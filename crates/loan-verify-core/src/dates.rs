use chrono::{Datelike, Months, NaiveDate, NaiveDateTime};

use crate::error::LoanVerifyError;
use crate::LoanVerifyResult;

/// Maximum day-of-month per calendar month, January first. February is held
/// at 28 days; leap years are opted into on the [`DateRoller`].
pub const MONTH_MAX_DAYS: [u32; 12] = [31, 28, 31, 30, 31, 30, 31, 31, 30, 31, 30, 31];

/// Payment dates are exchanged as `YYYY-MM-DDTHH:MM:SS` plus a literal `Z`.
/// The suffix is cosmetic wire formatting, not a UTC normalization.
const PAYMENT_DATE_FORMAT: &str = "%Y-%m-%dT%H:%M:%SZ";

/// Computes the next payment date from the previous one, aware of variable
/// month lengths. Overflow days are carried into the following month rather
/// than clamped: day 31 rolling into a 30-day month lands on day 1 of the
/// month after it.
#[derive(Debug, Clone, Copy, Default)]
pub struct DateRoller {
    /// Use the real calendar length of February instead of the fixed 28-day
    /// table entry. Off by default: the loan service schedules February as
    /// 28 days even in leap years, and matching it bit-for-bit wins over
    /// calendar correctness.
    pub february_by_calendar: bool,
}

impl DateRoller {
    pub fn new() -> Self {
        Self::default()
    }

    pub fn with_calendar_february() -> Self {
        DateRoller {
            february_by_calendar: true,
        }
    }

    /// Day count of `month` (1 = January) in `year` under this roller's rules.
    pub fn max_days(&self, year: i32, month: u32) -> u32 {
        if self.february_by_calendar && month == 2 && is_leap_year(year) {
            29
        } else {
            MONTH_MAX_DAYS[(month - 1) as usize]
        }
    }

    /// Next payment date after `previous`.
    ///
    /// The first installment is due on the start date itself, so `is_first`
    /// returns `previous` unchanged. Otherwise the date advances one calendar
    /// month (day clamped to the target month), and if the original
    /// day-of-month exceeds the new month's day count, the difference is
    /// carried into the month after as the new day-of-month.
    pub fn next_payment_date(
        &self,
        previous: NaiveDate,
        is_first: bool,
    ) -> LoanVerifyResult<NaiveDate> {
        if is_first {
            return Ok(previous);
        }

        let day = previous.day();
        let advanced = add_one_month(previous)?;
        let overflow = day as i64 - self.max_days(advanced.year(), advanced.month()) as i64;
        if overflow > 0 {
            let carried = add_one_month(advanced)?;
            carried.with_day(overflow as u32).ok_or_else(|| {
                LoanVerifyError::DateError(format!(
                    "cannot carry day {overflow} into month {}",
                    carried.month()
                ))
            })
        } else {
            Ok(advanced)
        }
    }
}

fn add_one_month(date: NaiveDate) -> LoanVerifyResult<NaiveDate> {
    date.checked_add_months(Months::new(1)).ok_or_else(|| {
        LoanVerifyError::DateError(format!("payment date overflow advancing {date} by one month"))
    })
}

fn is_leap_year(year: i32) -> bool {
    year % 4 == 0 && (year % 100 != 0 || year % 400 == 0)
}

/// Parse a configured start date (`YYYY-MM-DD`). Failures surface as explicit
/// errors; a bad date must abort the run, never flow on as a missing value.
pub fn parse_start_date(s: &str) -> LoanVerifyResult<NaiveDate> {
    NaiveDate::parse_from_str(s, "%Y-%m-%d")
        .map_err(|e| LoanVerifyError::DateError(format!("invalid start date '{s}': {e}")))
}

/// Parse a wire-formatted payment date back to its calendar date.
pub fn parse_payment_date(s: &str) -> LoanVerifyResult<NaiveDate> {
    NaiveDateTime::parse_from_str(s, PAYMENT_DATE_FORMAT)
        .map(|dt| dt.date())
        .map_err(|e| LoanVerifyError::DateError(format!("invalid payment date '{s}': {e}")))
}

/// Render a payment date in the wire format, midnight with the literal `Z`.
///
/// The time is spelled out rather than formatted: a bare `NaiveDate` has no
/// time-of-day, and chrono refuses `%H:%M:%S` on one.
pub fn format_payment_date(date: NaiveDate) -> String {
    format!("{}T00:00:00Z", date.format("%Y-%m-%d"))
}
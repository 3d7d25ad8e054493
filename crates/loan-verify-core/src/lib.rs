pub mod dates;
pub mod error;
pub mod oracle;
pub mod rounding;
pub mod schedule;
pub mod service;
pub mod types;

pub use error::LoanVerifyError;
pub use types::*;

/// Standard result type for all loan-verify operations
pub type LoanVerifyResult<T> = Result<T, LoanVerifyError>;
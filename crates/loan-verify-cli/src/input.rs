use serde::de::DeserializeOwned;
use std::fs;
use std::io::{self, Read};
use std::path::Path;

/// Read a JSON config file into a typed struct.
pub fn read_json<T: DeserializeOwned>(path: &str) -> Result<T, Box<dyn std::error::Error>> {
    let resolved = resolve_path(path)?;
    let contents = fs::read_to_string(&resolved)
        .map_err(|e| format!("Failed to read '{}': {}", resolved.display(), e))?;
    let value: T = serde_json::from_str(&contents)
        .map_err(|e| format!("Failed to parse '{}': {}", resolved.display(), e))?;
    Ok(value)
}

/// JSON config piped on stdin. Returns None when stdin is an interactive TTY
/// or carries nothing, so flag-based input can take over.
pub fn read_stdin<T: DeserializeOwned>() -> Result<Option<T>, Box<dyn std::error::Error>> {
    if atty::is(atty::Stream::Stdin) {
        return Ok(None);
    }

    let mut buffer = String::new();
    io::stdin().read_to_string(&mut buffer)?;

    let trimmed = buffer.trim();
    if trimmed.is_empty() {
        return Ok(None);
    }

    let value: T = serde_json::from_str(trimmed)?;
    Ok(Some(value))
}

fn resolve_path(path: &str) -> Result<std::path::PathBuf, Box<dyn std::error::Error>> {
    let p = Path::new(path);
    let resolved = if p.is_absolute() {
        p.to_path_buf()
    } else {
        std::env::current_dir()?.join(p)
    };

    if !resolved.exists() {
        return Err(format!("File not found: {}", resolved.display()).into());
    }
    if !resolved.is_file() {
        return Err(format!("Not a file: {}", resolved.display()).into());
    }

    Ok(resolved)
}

---------------

__PROBLEM__
Every line above that holds the word "January" needs to be copied.

__WRITTEN ANSWER__
/// Maximum day-of-month per calendar month, January first. February is held
    /// Day count of `month` (1 = January) in `year` under this roller's rules.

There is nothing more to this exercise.